On watching Ben-Hur in Bombay, remakes, and the wide-ranging repercussions of a loose tile. 

Still from Ben-Hur (1959).

 

I think I began watching MGM-style historical epics at the New Empire. There was a cluster of three cinemas in the bit of Bombay near my school—Sterling, the New Empire, and the New Excelsior. I have a memory of shamefacedly submitting to The Ten Commandments. These films were shown as reruns in the midseventies, of course, but the crowds were large and easily impressed. I say “shamefacedly” because, even then, I think I was allergic to the genre: the costumes, the sets, the battles, the panoply. To in some way abet such a spectacle seemed beneath one’s dignity at thirteen. When it came to history, my generation was drawn insatiably to the downfall of the Nazis. Biblical stories, given we went to schools with Christian affiliations, weren’t taken seriously. Nevertheless, Dinyar, a boy of superior culture, said gravely (in retrospect, I see his tastes were quite camp), “Have you seen The Ten Commandments? You’re missing something if you haven’t.” So I went to the New Empire and was moved to reluctant tears by the parting of the Red Sea. The cinema and the life I knew had been bereft of miracles, and here was an example of what Dinyar said I’d been “missing,” of what technology and divine intervention could achieve if they chose to. Here, too, I encountered the sculpted, orange-skinned Charlton Heston, who appeared like a plausible link between the vengeful expanse of antiquity and a lithe Californian freedom. Whether I knew him already from Ben-Hur, I can’t say, but I did see Ben-Hur, too, at the New Empire.

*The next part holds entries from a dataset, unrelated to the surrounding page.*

//! Sphere-vs-box distances
//!
//! Two families, each with a general (oriented) and a z-aligned form:
//!
//! - **Pseudo-distance** (`sphere_cuboid*`): clamped per-axis excess, squared
//!   and summed, minus the squared sphere radius. `<= 0` means the sphere may
//!   overlap the box. Cheap, sign-correct, but not a metric; use it to reject,
//!   not to descend.
//! - **Exact signed distance** (`sphere_cuboid_l2*`): Euclidean distance from
//!   the sphere surface to the box surface. Positive when clear, zero at
//!   contact, minus the penetration depth when overlapping.
//!
//! The z-aligned forms assume the box's third axis is world +Z, which turns one
//! 3-D projection into a direct coordinate difference and the other two into
//! 2-D dot products.

use crate::lanes::FloatLanes;
use crate::shapes::{Cuboid, Sphere};

#[inline(always)]
fn dot_3<L: FloatLanes>(a: [L; 3], bx: L, by: L, bz: L) -> L {
    a[0] * bx + a[1] * by + a[2] * bz
}

#[inline(always)]
fn dot_2<L: FloatLanes>(a: [L; 3], bx: L, by: L) -> L {
    a[0] * bx + a[1] * by
}

/// Combine signed per-axis excess into an exact signed distance.
#[inline(always)]
fn signed_from_excess<L: FloatLanes>(q1: L, q2: L, q3: L, r: L) -> L {
    let zero = L::zero();
    let a1 = q1.max(zero);
    let a2 = q2.max(zero);
    let a3 = q3.max(zero);
    let outside = (a1 * a1 + a2 * a2 + a3 * a3).sqrt();

    // Deepest-violated axis decides the penetration term
    let max_q = q1.max(q2).max(q3);
    let inside = -((-max_q).max(zero));

    outside + inside - r
}

#[inline(always)]
fn squared_from_excess<L: FloatLanes>(q1: L, q2: L, q3: L, rsq: L) -> L {
    let zero = L::zero();
    let a1 = q1.max(zero);
    let a2 = q2.max(zero);
    let a3 = q3.max(zero);
    a1 * a1 + a2 * a2 + a3 * a3 - rsq
}

// ============================================================================
// Oriented box
// ============================================================================

/// Pseudo-distance between a sphere at `(x, y, z)` with squared radius `rsq`
/// and an oriented box. `<= 0` when the sphere may overlap the box.
#[doc(alias = "sphere_box")]
#[inline(always)]
pub fn sphere_cuboid_at<L: FloatLanes>(c: &Cuboid<L>, x: L, y: L, z: L, rsq: L) -> L {
    let xs = x - c.center[0];
    let ys = y - c.center[1];
    let zs = z - c.center[2];

    let q1 = dot_3(c.axes[0], xs, ys, zs).abs() - c.half_extents[0];
    let q2 = dot_3(c.axes[1], xs, ys, zs).abs() - c.half_extents[1];
    let q3 = dot_3(c.axes[2], xs, ys, zs).abs() - c.half_extents[2];

    squared_from_excess(q1, q2, q3, rsq)
}

/// [`sphere_cuboid_at`] for a [`Sphere`]
#[inline(always)]
pub fn sphere_cuboid<L: FloatLanes>(c: &Cuboid<L>, s: &Sphere<L>) -> L {
    sphere_cuboid_at(c, s.x, s.y, s.z, s.rsq)
}

/// Exact signed distance between a sphere at `(x, y, z)` with radius `r` and
/// an oriented box.
#[doc(alias = "sphere_box_l2")]
#[inline(always)]
pub fn sphere_cuboid_l2_at<L: FloatLanes>(c: &Cuboid<L>, x: L, y: L, z: L, r: L) -> L {
    let xs = x - c.center[0];
    let ys = y - c.center[1];
    let zs = z - c.center[2];

    let q1 = dot_3(c.axes[0], xs, ys, zs).abs() - c.half_extents[0];
    let q2 = dot_3(c.axes[1], xs, ys, zs).abs() - c.half_extents[1];
    let q3 = dot_3(c.axes[2], xs, ys, zs).abs() - c.half_extents[2];

    signed_from_excess(q1, q2, q3, r)
}

/// [`sphere_cuboid_l2_at`] for a [`Sphere`]
#[inline(always)]
pub fn sphere_cuboid_l2<L: FloatLanes>(c: &Cuboid<L>, s: &Sphere<L>) -> L {
    sphere_cuboid_l2_at(c, s.x, s.y, s.z, s.r)
}

// ============================================================================
// Z-aligned box
// ============================================================================

/// Pseudo-distance against a box whose third axis is world +Z.
#[inline(always)]
pub fn sphere_z_aligned_cuboid_at<L: FloatLanes>(c: &Cuboid<L>, x: L, y: L, z: L, rsq: L) -> L {
    let xs = x - c.center[0];
    let ys = y - c.center[1];
    let zs = z - c.center[2];

    let q1 = dot_2(c.axes[0], xs, ys).abs() - c.half_extents[0];
    let q2 = dot_2(c.axes[1], xs, ys).abs() - c.half_extents[1];
    let q3 = zs.abs() - c.half_extents[2];

    squared_from_excess(q1, q2, q3, rsq)
}

/// [`sphere_z_aligned_cuboid_at`] for a [`Sphere`]
#[inline(always)]
pub fn sphere_z_aligned_cuboid<L: FloatLanes>(c: &Cuboid<L>, s: &Sphere<L>) -> L {
    sphere_z_aligned_cuboid_at(c, s.x, s.y, s.z, s.rsq)
}

/// Exact signed distance against a box whose third axis is world +Z.
#[inline(always)]
pub fn sphere_z_aligned_cuboid_l2_at<L: FloatLanes>(c: &Cuboid<L>, x: L, y: L, z: L, r: L) -> L {
    let xs = x - c.center[0];
    let ys = y - c.center[1];
    let zs = z - c.center[2];

    let q1 = dot_2(c.axes[0], xs, ys).abs() - c.half_extents[0];
    let q2 = dot_2(c.axes[1], xs, ys).abs() - c.half_extents[1];
    let q3 = zs.abs() - c.half_extents[2];

    signed_from_excess(q1, q2, q3, r)
}

/// [`sphere_z_aligned_cuboid_l2_at`] for a [`Sphere`]
#[inline(always)]
pub fn sphere_z_aligned_cuboid_l2<L: FloatLanes>(c: &Cuboid<L>, s: &Sphere<L>) -> L {
    sphere_z_aligned_cuboid_l2_at(c, s.x, s.y, s.z, s.r)
}
//! Robot-model contract
//!
//! The core never knows a robot's kinematics. A [`RobotModel`] maps a
//! [`ConfigurationBlock`] to its body spheres and combines their distances to
//! the environment into one signed distance per lane. The helpers in this
//! module do the per-sphere part; the model decides how spheres are produced
//! and may override [`RobotModel::sdf`] with something faster.

use crate::configuration::ConfigurationBlock;
use crate::environment::Environment;
use crate::lanes::FloatLanes;
use crate::primitives::{
    sphere_cuboid, sphere_cuboid_l2, sphere_sphere_l2, sphere_sphere_sql2,
    sphere_z_aligned_cuboid, sphere_z_aligned_cuboid_l2,
};
use crate::shapes::Sphere;

/// Distance reported when there is nothing to collide with.
///
/// Finite on purpose: finite differences of two `NO_OBSTACLE_DISTANCE`
/// evaluations are exactly zero.
pub const NO_OBSTACLE_DISTANCE: f32 = f32::MAX;

/// A robot whose body is approximated by spheres, with `D` joint dimensions.
pub trait RobotModel<const D: usize>: Send + Sync {
    /// Human-readable model name
    fn name(&self) -> &str;

    /// Body spheres for every lane of `q`
    fn forward_kinematics<L: FloatLanes>(&self, q: &ConfigurationBlock<L, D>) -> Vec<Sphere<L>>;

    /// Minimum exact signed distance between the robot body and the
    /// environment, per lane. Positive means clear.
    fn sdf<L: FloatLanes>(&self, environment: &Environment<L>, q: &ConfigurationBlock<L, D>) -> L {
        self.forward_kinematics(q)
            .iter()
            .fold(L::splat(NO_OBSTACLE_DISTANCE), |acc, s| {
                acc.min(sphere_environment_distance(environment, s))
            })
    }

    /// Per-lane collision flag from the pseudo-distance (`<= 0` means
    /// possibly colliding). Returns one bool per lane.
    fn in_collision<L: FloatLanes>(&self, environment: &Environment<L>, q: &ConfigurationBlock<L, D>) -> Vec<bool> {
        let mut hits = vec![false; L::WIDTH];
        for s in self.forward_kinematics(q) {
            let d = sphere_environment_pseudo_distance(environment, &s);
            for (lane, hit) in hits.iter_mut().enumerate() {
                *hit |= d.lane(lane) <= 0.0;
            }
        }
        hits
    }
}

/// Minimum exact signed distance from one (batched) query sphere to every
/// obstacle in the environment.
pub fn sphere_environment_distance<L: FloatLanes>(environment: &Environment<L>, s: &Sphere<L>) -> L {
    let mut best = L::splat(NO_OBSTACLE_DISTANCE);
    for o in environment.spheres() {
        best = best.min(sphere_sphere_l2(o, s));
    }
    for c in environment.cuboids() {
        best = best.min(sphere_cuboid_l2(c, s));
    }
    for c in environment.z_aligned_cuboids() {
        best = best.min(sphere_z_aligned_cuboid_l2(c, s));
    }
    best
}

/// Minimum pseudo-distance from one (batched) query sphere to every obstacle.
///
/// Only the sign is meaningful; use for rejection, never for gradients.
pub fn sphere_environment_pseudo_distance<L: FloatLanes>(environment: &Environment<L>, s: &Sphere<L>) -> L {
    let mut best = L::splat(NO_OBSTACLE_DISTANCE);
    for o in environment.spheres() {
        best = best.min(sphere_sphere_sql2(o, s));
    }
    for c in environment.cuboids() {
        best = best.min(sphere_cuboid(c, s));
    }
    for c in environment.z_aligned_cuboids() {
        best = best.min(sphere_z_aligned_cuboid(c, s));
    }
    best
}

/// True if any lane of the query sphere may touch an obstacle.
pub fn sphere_environment_in_collision<L: FloatLanes>(environment: &Environment<L>, s: &Sphere<L>) -> bool {
    sphere_environment_pseudo_distance(environment, s).any_lane(|d| d <= 0.0)
}

#[cfg(test)]
mod tests {
    use super::*;
    use crate::shapes::Cuboid;
    use glam::Vec3;
    use wide::f32x8;

    fn mixed_environment() -> Environment<f32> {
        let mut env = Environment::new();
        env.push_sphere(Sphere::new(Vec3::new(2.0, 0.0, 0.0), 0.5));
        env.push_cuboid(Cuboid::axis_aligned(Vec3::new(0.0, 0.0, -1.0), Vec3::new(5.0, 5.0, 0.5)));
        env
    }

    #[test]
    fn test_min_over_obstacles() {
        let env = mixed_environment();
        // Floor top at z = -0.5, sphere obstacle surface at x = 1.5
        let q = Sphere::new(Vec3::new(1.0, 0.0, 0.0), 0.1);
        let d = sphere_environment_distance(&env, &q);
        assert!((d - 0.4).abs() < 1e-6);

        let q = Sphere::new(Vec3::new(-3.0, 0.0, 0.0), 0.1);
        let d = sphere_environment_distance(&env, &q);
        assert!((d - 0.4).abs() < 1e-6);
    }

    #[test]
    fn test_empty_environment_is_finite() {
        let env = Environment::new();
        let q = Sphere::new(Vec3::ZERO, 1.0);
        let d = sphere_environment_distance(&env, &q);
        assert!(d.is_finite());
        assert_eq!(d, NO_OBSTACLE_DISTANCE);
    }

    #[test]
    fn test_pseudo_collision() {
        let env: Environment<f32x8> = mixed_environment().broadcast();
        let inside = Sphere::from_lanes(
            f32x8::new([1.8, 5.0, 5.0, 5.0, 5.0, 5.0, 5.0, 5.0]),
            f32x8::splat(0.0),
            f32x8::splat(0.5),
            f32x8::splat(0.2),
        );
        // Lane 0 overlaps the sphere obstacle, the rest hover above the floor
        let d = sphere_environment_pseudo_distance(&env, &inside);
        assert!(d.lane(0) <= 0.0);
        assert!((1..8).all(|lane| d.lane(lane) > 0.0));
        assert!(sphere_environment_in_collision(&env, &inside));

        let clear = Sphere::from_lanes(f32x8::splat(8.0), f32x8::ZERO, f32x8::splat(2.0), f32x8::splat(0.5));
        assert!(!sphere_environment_in_collision(&env, &clear));
    }
}
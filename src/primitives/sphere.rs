//! Sphere-vs-sphere distances
//!
//! Same split as the box primitives: a squared pseudo-distance for cheap
//! rejection and an exact signed distance for gradients.

use crate::lanes::FloatLanes;
use crate::shapes::Sphere;

/// Squared pseudo-distance: `|c_a - p|^2 - (r_a + r)^2`.
///
/// `<= 0` exactly when the spheres overlap or touch.
#[inline(always)]
pub fn sphere_sphere_sql2_at<L: FloatLanes>(a: &Sphere<L>, x: L, y: L, z: L, r: L) -> L {
    let dx = a.x - x;
    let dy = a.y - y;
    let dz = a.z - z;
    let rs = a.r + r;
    dx * dx + dy * dy + dz * dz - rs * rs
}

/// [`sphere_sphere_sql2_at`] for two [`Sphere`]s
#[inline(always)]
pub fn sphere_sphere_sql2<L: FloatLanes>(a: &Sphere<L>, b: &Sphere<L>) -> L {
    sphere_sphere_sql2_at(a, b.x, b.y, b.z, b.r)
}

/// Exact signed distance between sphere surfaces: `|c_a - p| - r_a - r`.
#[inline(always)]
pub fn sphere_sphere_l2_at<L: FloatLanes>(a: &Sphere<L>, x: L, y: L, z: L, r: L) -> L {
    let dx = a.x - x;
    let dy = a.y - y;
    let dz = a.z - z;
    (dx * dx + dy * dy + dz * dz).sqrt() - a.r - r
}

/// [`sphere_sphere_l2_at`] for two [`Sphere`]s
#[inline(always)]
pub fn sphere_sphere_l2<L: FloatLanes>(a: &Sphere<L>, b: &Sphere<L>) -> L {
    sphere_sphere_l2_at(a, b.x, b.y, b.z, b.r)
}
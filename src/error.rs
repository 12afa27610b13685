//! Errors raised while building an environment from descriptors
//!
//! The distance and repair core is infallible; only construction from
//! user-supplied data can fail.

use thiserror::Error;

/// Environment construction errors
#[derive(Error, Debug)]
pub enum EnvironmentError {
    /// A sphere radius or box half-extent is negative
    #[error("obstacle {index}: negative radius {radius}")]
    NegativeRadius {
        /// Position of the offending descriptor
        index: usize,
        /// The rejected value
        radius: f32,
    },

    /// A descriptor parameter is NaN or infinite
    #[error("obstacle {index}: non-finite parameter")]
    NonFinite {
        /// Position of the offending descriptor
        index: usize,
    },

    /// JSON (de)serialization failed
    #[error("Serialization error: {0}")]
    Serialization(String),
}
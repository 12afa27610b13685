//! Joint-space configurations, single and batched
//!
//! A [`Configuration`] is one joint-space point. A [`ConfigurationBlock`] is a
//! batch of `L::WIDTH` candidates stored dimension-major:
//!
//! ```text
//! block[0]: [q0_lane0, q0_lane1, ..., q0_lane7]   joint 0 of every candidate
//! block[1]: [q1_lane0, q1_lane1, ..., q1_lane7]   joint 1 of every candidate
//! ...
//! ```
//!
//! Gradients share the same type.

use crate::lanes::FloatLanes;
use std::ops::{Add, Index, IndexMut, Mul, Sub};

/// One joint-space point, one value per dimension
pub type Configuration<const D: usize> = [f32; D];

/// Dimension-major batch of `L::WIDTH` configurations
#[derive(Clone, Copy, Debug, PartialEq)]
pub struct ConfigurationBlock<L, const D: usize> {
    rows: [L; D],
}

impl<L: FloatLanes, const D: usize> ConfigurationBlock<L, D> {
    /// Number of joint dimensions
    pub const DIMENSION: usize = D;

    /// Build from one lane vector per dimension
    #[inline]
    pub fn from_rows(rows: [L; D]) -> Self {
        ConfigurationBlock { rows }
    }

    /// Every lane set to `q`
    #[inline]
    pub fn broadcast(q: &Configuration<D>) -> Self {
        ConfigurationBlock {
            rows: std::array::from_fn(|i| L::splat(q[i])),
        }
    }

    /// Build lane-by-lane from up to `L::WIDTH` configurations.
    ///
    /// Missing lanes repeat the last configuration given; an empty slice
    /// yields all zeros.
    pub fn from_configurations(configs: &[Configuration<D>]) -> Self {
        ConfigurationBlock {
            rows: std::array::from_fn(|i| {
                L::from_fn(|lane| {
                    configs
                        .get(lane)
                        .or_else(|| configs.last())
                        .map_or(0.0, |q| q[i])
                })
            }),
        }
    }

    /// Extract the configuration held in `lane`
    #[inline]
    pub fn lane(&self, lane: usize) -> Configuration<D> {
        std::array::from_fn(|i| self.rows[i].lane(lane))
    }

    /// All lanes as separate configurations
    pub fn to_configurations(&self) -> Vec<Configuration<D>> {
        (0..L::WIDTH).map(|lane| self.lane(lane)).collect()
    }

    /// Per-dimension lane vectors
    #[inline]
    pub fn rows(&self) -> &[L; D] {
        &self.rows
    }

    /// Copy with dimension `i` replaced by `value`
    #[inline]
    pub fn with(&self, i: usize, value: L) -> Self {
        let mut out = *self;
        out.rows[i] = value;
        out
    }

    /// Every dimension scaled by the same per-lane factor
    #[inline]
    pub fn scale_lanes(&self, factor: L) -> Self {
        ConfigurationBlock {
            rows: std::array::from_fn(|i| self.rows[i] * factor),
        }
    }
}

impl<L, const D: usize> Index<usize> for ConfigurationBlock<L, D> {
    type Output = L;
    #[inline(always)]
    fn index(&self, i: usize) -> &L {
        &self.rows[i]
    }
}

impl<L, const D: usize> IndexMut<usize> for ConfigurationBlock<L, D> {
    #[inline(always)]
    fn index_mut(&mut self, i: usize) -> &mut L {
        &mut self.rows[i]
    }
}

impl<L: FloatLanes, const D: usize> Add for ConfigurationBlock<L, D> {
    type Output = Self;
    #[inline]
    fn add(self, other: Self) -> Self {
        ConfigurationBlock {
            rows: std::array::from_fn(|i| self.rows[i] + other.rows[i]),
        }
    }
}

impl<L: FloatLanes, const D: usize> Sub for ConfigurationBlock<L, D> {
    type Output = Self;
    #[inline]
    fn sub(self, other: Self) -> Self {
        ConfigurationBlock {
            rows: std::array::from_fn(|i| self.rows[i] - other.rows[i]),
        }
    }
}

impl<L: FloatLanes, const D: usize> Mul for ConfigurationBlock<L, D> {
    type Output = Self;
    #[inline]
    fn mul(self, other: Self) -> Self {
        ConfigurationBlock {
            rows: std::array::from_fn(|i| self.rows[i] * other.rows[i]),
        }
    }
}
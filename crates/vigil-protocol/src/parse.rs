//! Parsing wire lines back into [`MonitorMessage`]s.

use std::str::FromStr;

use thiserror::Error;
use vigil_core::ClimateReading;

use crate::message::{
    MonitorMessage, PERCENT_SUFFIX, STATUS_PREFIX, STATUS_SEPARATOR, TAMPER_TEXT, WARNING_PREFIX,
    WARNING_SEPARATOR,
};

/// Errors produced while parsing a wire line.
#[derive(Debug, Clone, PartialEq, Eq, Error)]
pub enum ParseError {
    #[error("Unrecognized line: {0:?}")]
    Unrecognized(String),

    #[error("Invalid {field} in line {line:?}")]
    InvalidNumber { field: &'static str, line: String },
}

impl FromStr for MonitorMessage {
    type Err = ParseError;

    /// Parses one line; a trailing `\n` or `\r\n` is ignored.
    fn from_str(line: &str) -> Result<Self, Self::Err> {
        let line = line.trim_end_matches(['\r', '\n']);

        if line == TAMPER_TEXT {
            return Ok(MonitorMessage::TamperDetected);
        }

        if let Some(rest) = line.strip_prefix(STATUS_PREFIX) {
            let reading = parse_reading(rest, STATUS_SEPARATOR, line)?;
            return Ok(MonitorMessage::ClimateStatus { reading });
        }

        if let Some(rest) = line.strip_prefix(WARNING_PREFIX) {
            let reading = parse_reading(rest, WARNING_SEPARATOR, line)?;
            return Ok(MonitorMessage::ClimateWarning { reading });
        }

        Err(ParseError::Unrecognized(line.to_string()))
    }
}

/// Parses `"{T}{separator}{H}%"`.
fn parse_reading(rest: &str, separator: &str, line: &str) -> Result<ClimateReading, ParseError> {
    let (temperature, humidity) = rest
        .split_once(separator)
        .ok_or_else(|| ParseError::Unrecognized(line.to_string()))?;
    let humidity = humidity
        .strip_suffix(PERCENT_SUFFIX)
        .ok_or_else(|| ParseError::Unrecognized(line.to_string()))?;

    let temperature_celsius = temperature
        .parse::<i32>()
        .map_err(|_| ParseError::InvalidNumber {
            field: "temperature",
            line: line.to_string(),
        })?;
    let humidity_percent = humidity
        .parse::<i32>()
        .map_err(|_| ParseError::InvalidNumber {
            field: "humidity",
            line: line.to_string(),
        })?;

    Ok(ClimateReading::new(temperature_celsius, humidity_percent))
}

In a couple of years, I had forgotten these films. I saw them as inextricable from the comic exuberance, hard-nosed commercial agendas, and faux devotionalism of a particular period and consigned them to a category called DeMille movies. Then I saw Ben-Hur again, probably a decade ago. It might have been shown on TV during Christmas or Easter—it is, after all, as the subtitle of the novel it was based on states, tangentially “a story of the Christ.” I rewatched Ben-Hur as you would pick up a storybook you’d read as a child: to check if its pages amused you in some way. I was also curious, I suppose, about what the chariot race at the end, in which the eponymous hero’s survival skills are displayed at their keenest, would look like on an adult review. My prejudice against the genre had grown more ingrained since I was thirteen, and I was also in fundamental agreement with Roland Barthes that these Hollywood epics comprise a weaving of codes (“The frontal lock [of Romans in Hollywood films] overwhelms one with evidence, no one can doubt he is in ancient Rome.”). Yet I discovered, at the end of the four hours, that I was again inexplicably moved. 

The story is simple. Judah Ben-Hur, played by Heston, belongs to Jerusalem’s moneyed Jewish aristocracy. He lives in an opulent mansion with his mother, sister, his slaves, and their families. His childhood friend is a Roman called Messala, who is a tribune when the film opens but who then departs Jerusalem to return as a commander of a Roman garrison with his ambitions more fiercely bound than ever before to the Empire. Naturally, Messala wants Judah on his side as he plans to impose a more repressive regime of imperial rule on Jerusalem. Judah is resistant to becoming, as he puts it, ‘an informant’; there is friction between the friends: ‘You’re either for me or against me,’ says Messala, to which Ben-Hur replies, ‘If that is the choice, then I am against you.’ A few days later, Messala organises a parade to honour the new Governor of Judea, and no doubt to display Rome’s pomp to Jerusalem. The Romans make their way through the streets, and pass Ben-Hur’s mansion. Ben-Hur and his sister watch the procession anxiously from the rooftop; Messala glances upward. As the sister leans forward, we hear a tile on the ledge move slightly. She then follows the procession to the right; Ben-Hur, arms outstretched, looks on the Romans below. Tiles come loose and fall on the governor, frightening his horse and causing it to rear. The governor is dislodged from his horse and is injured. The Roman soldiers enter Ben-Hur’s house to round up its occupants. Messala makes his entry and, despite Ben-Hur’s appeal (‘It was an accident!’), orders the men to take him and his mother and sister away. Ben-Hur becomes a slave in a ship’s galley.

Still from Ben-Hur (1959)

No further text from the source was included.